Après la disparition de cette dernière organisation en 1971-73, il entra ensuite en contact avec le groupe du Mans de l’Organisation Révolutionnaire Anarchiste (ORA) auquel il adhéra.
En 1974 s’était formé secrètement au sein de l’ORA, une fraction qui allait former le collectif pour une UTCL dont il fut certainement membre et dont il fit partie après l’exclusion en 1976 de cette fraction (le groupe ORA du Mans avait voté cette exclusion).
En 1978 le collectif pour une UTCL adopta le nom de UTCL, auquel il adhéra.
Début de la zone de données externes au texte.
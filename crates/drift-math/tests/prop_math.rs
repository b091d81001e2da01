// ─────────────────────────────────────────────────────────────────────
// SCPN Drift Core — Property-Based Tests (proptest) for drift-math
// © 1998–2026 Miroslav Šotek. All rights reserved.
// Contact: www.anulum.li | protoscience@anulum.li
// ORCID: https://orcid.org/0009-0009-3560-0851
// License: GNU AGPL v3 | Commercial licensing available
// ─────────────────────────────────────────────────────────────────────
//! Property-based tests for drift-math using proptest.
//!
//! Covers: complex Thomas solver, Lagrange extrapolation exactness,
//! azimuthal FFT roundtrip, stencil consistency, Laplace inversion.

use drift_math::extrapolate::{extrapolate, lagrange_weights};
use drift_math::fft::AzimuthalFft;
use drift_math::laplace::CylinderLaplaceInverter;
use drift_math::stencil::CentralStencil;
use drift_math::tridiag::thomas_solve_complex;
use drift_types::field::Field3D;
use drift_types::mesh::Mesh3D;
use drift_types::metric::Metric;
use num_complex::Complex64;
use proptest::prelude::*;

// ── Thomas Solver Properties ─────────────────────────────────────────

proptest! {
    /// For any diagonally dominant tridiagonal system, x = thomas_solve(a,b,c,d)
    /// should satisfy Ax = d within floating-point tolerance.
    #[test]
    fn thomas_solve_ax_eq_d(n in 3usize..30, off in 0.05f64..0.45, phase in 0.0f64..3.0) {
        let a: Vec<f64> = (0..n).map(|i| if i > 0 { -off } else { 0.0 }).collect();
        let b = vec![1.0; n];
        let c: Vec<f64> = (0..n).map(|i| if i < n - 1 { -off } else { 0.0 }).collect();
        let d: Vec<Complex64> = (0..n)
            .map(|i| Complex64::new((i as f64 + phase).sin(), (i as f64).cos()))
            .collect();

        let x = thomas_solve_complex(&a, &b, &c, &d).unwrap();

        for i in 0..n {
            let mut ax_i = x[i] * b[i];
            if i > 0 { ax_i += x[i - 1] * a[i]; }
            if i < n - 1 { ax_i += x[i + 1] * c[i]; }
            prop_assert!((ax_i - d[i]).norm() < 1e-10,
                "Ax[{}] = {}, d[{}] = {}", i, ax_i, i, d[i]);
        }
    }
}

// ── Extrapolation Properties ─────────────────────────────────────────

proptest! {
    /// Integer polynomials of degree ≤ order are reproduced exactly.
    #[test]
    fn extrapolation_reproduces_polynomials(
        c0 in -20i64..20,
        c1 in -20i64..20,
        c2 in -20i64..20,
        distance in 1usize..3,
    ) {
        let p = |s: i64| (c0 + c1 * s + c2 * s * s) as f64;
        let interior: Vec<f64> = (0..3).map(p).collect();
        let ghost = extrapolate(&interior, 2, distance).unwrap();
        prop_assert_eq!(ghost, p(-(distance as i64)));
    }

    /// Weights sum to one (constants are preserved).
    #[test]
    fn extrapolation_weights_partition_unity(order in 1usize..6, distance in 1usize..4) {
        let w = lagrange_weights(order, distance).unwrap();
        prop_assert_eq!(w.len(), order + 1);
        let sum: f64 = w.iter().sum();
        prop_assert_eq!(sum, 1.0);
    }
}

// ── FFT Properties ───────────────────────────────────────────────────

proptest! {
    /// inverse(forward(x)) == x for any line length.
    #[test]
    fn fft_roundtrip(half in 2usize..40, seed in 0.0f64..10.0) {
        let n = 2 * half;
        let fft = AzimuthalFft::new(n);
        let line: Vec<f64> = (0..n).map(|k| (seed * k as f64).sin() + 0.1 * k as f64).collect();
        let back = fft.inverse(&fft.forward(&line));
        for (a, b) in line.iter().zip(back.iter()) {
            prop_assert!((a - b).abs() < 1e-10);
        }
    }
}

// ── Stencil Properties ───────────────────────────────────────────────

proptest! {
    /// First-order central difference is exact for quadratics.
    #[test]
    fn first_derivative_exact_for_quadratic(
        a in -5.0f64..5.0,
        b in -5.0f64..5.0,
        x0 in -1.0f64..1.0,
        h in 0.01f64..0.2,
    ) {
        let s = CentralStencil::new(1).unwrap();
        let d = s.apply(h, |o| a * (x0 + o as f64 * h).powi(2) + b * (x0 + o as f64 * h));
        prop_assert!((d - (2.0 * a * x0 + b)).abs() < 1e-9);
    }
}

// ── Laplace Inversion Properties ─────────────────────────────────────

proptest! {
    #![proptest_config(ProptestConfig::with_cases(16))]

    /// apply(invert(r)) == r for smooth forcing.
    #[test]
    fn laplace_inversion_is_exact_inverse(
        half_nz in 4usize..10,
        nx in 6usize..20,
        amp in 0.1f64..3.0,
        m in 0usize..3,
    ) {
        let mesh = Mesh3D::new(nx, 1, 2 * half_nz, 1.0, 1.0, 2, 1).unwrap();
        let inv = CylinderLaplaceInverter::new(&mesh, &Metric::cylinder(&mesh)).unwrap();
        let rhs = Field3D::from_fn(&mesh, "rhs", |rho, _, theta| {
            amp * (1.0 - rho) * (m as f64 * theta).cos() + 0.5
        });
        let phi = inv.invert(&rhs).unwrap();
        let back = inv.apply(&phi).unwrap();
        let scale = rhs.max_abs_interior(&mesh);
        for i in mesh.xs() {
            for k in 0..mesh.nz {
                let j = mesh.y_first();
                prop_assert!((back.get(i, j, k) - rhs.get(i, j, k)).abs() < 1e-9 * scale);
            }
        }
    }
}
Et quand l’UTCL devint Alternative libertaire, il continua d’y militer.
Il devint en 1977 le directeur de son organe Tout le pouvoir aux travailleurs (Paris, 45 numéros de mai 1976 à mars 1982) où il avait remplacé Olivier Sagette. Lorsque ce journal changea son titre en mai 1982 et devint Lutter (Paris, n°1 en mai-juin 1982), il continua d’en assumer la direction.
En 1981, il fut partisan du vote Mitterrand, même s’il ne croyait pas au « miracle », et il le regretta amèrement, comme il l’expliquera dans un courrier du 7 février 1986 publié dans le journal du CENALIDEP, Initiative n°3 (15 juin 1986). Pour le reste, il se plaignit amèrement que ce journal ait déformé ses propos et l’ait instrumentalisé pour lui faire dire du mal de l’UTCL, comme il s’en expliqua dans une lettre du 21 juillet 1986 à Georges Fontenis.
Il habitait alors Cangey (37).
En 1991, André Senez adhéra à Alternative libertaire, et y resta pendant quelques années.
Retiré en Touraine, il ne se déplaçait plus guère mais poursuivait sa correspondance avec diverses publications. Il était membre de l’Union des athées, du groupe Eugène Bizeau des Libres-penseurs de Touraine et des Groupes de salariés pour l’économie distributive (GSED).
Georges Fontenis rédigea sa nécrologie dans Alternative libertaire de mars 1998, saluant le « frère », le « vieux compagnon du cœur, intraitable et solidaire ». Sa compagne Marguerite était décédée quelques mois avant lui.

Pour citer cet article :
https://maitron.fr/spip.php?article154523, notice SENEZ André, Jean, François [dit Morgane A.] [Dictionnaire des anarchistes] par Jean Maitron, complété par Guillaume Davranche, Rolf Dupuy, Dominique Petit, version mise en ligne le 27 avril 2014, dernière modification le 13 janvier 2022.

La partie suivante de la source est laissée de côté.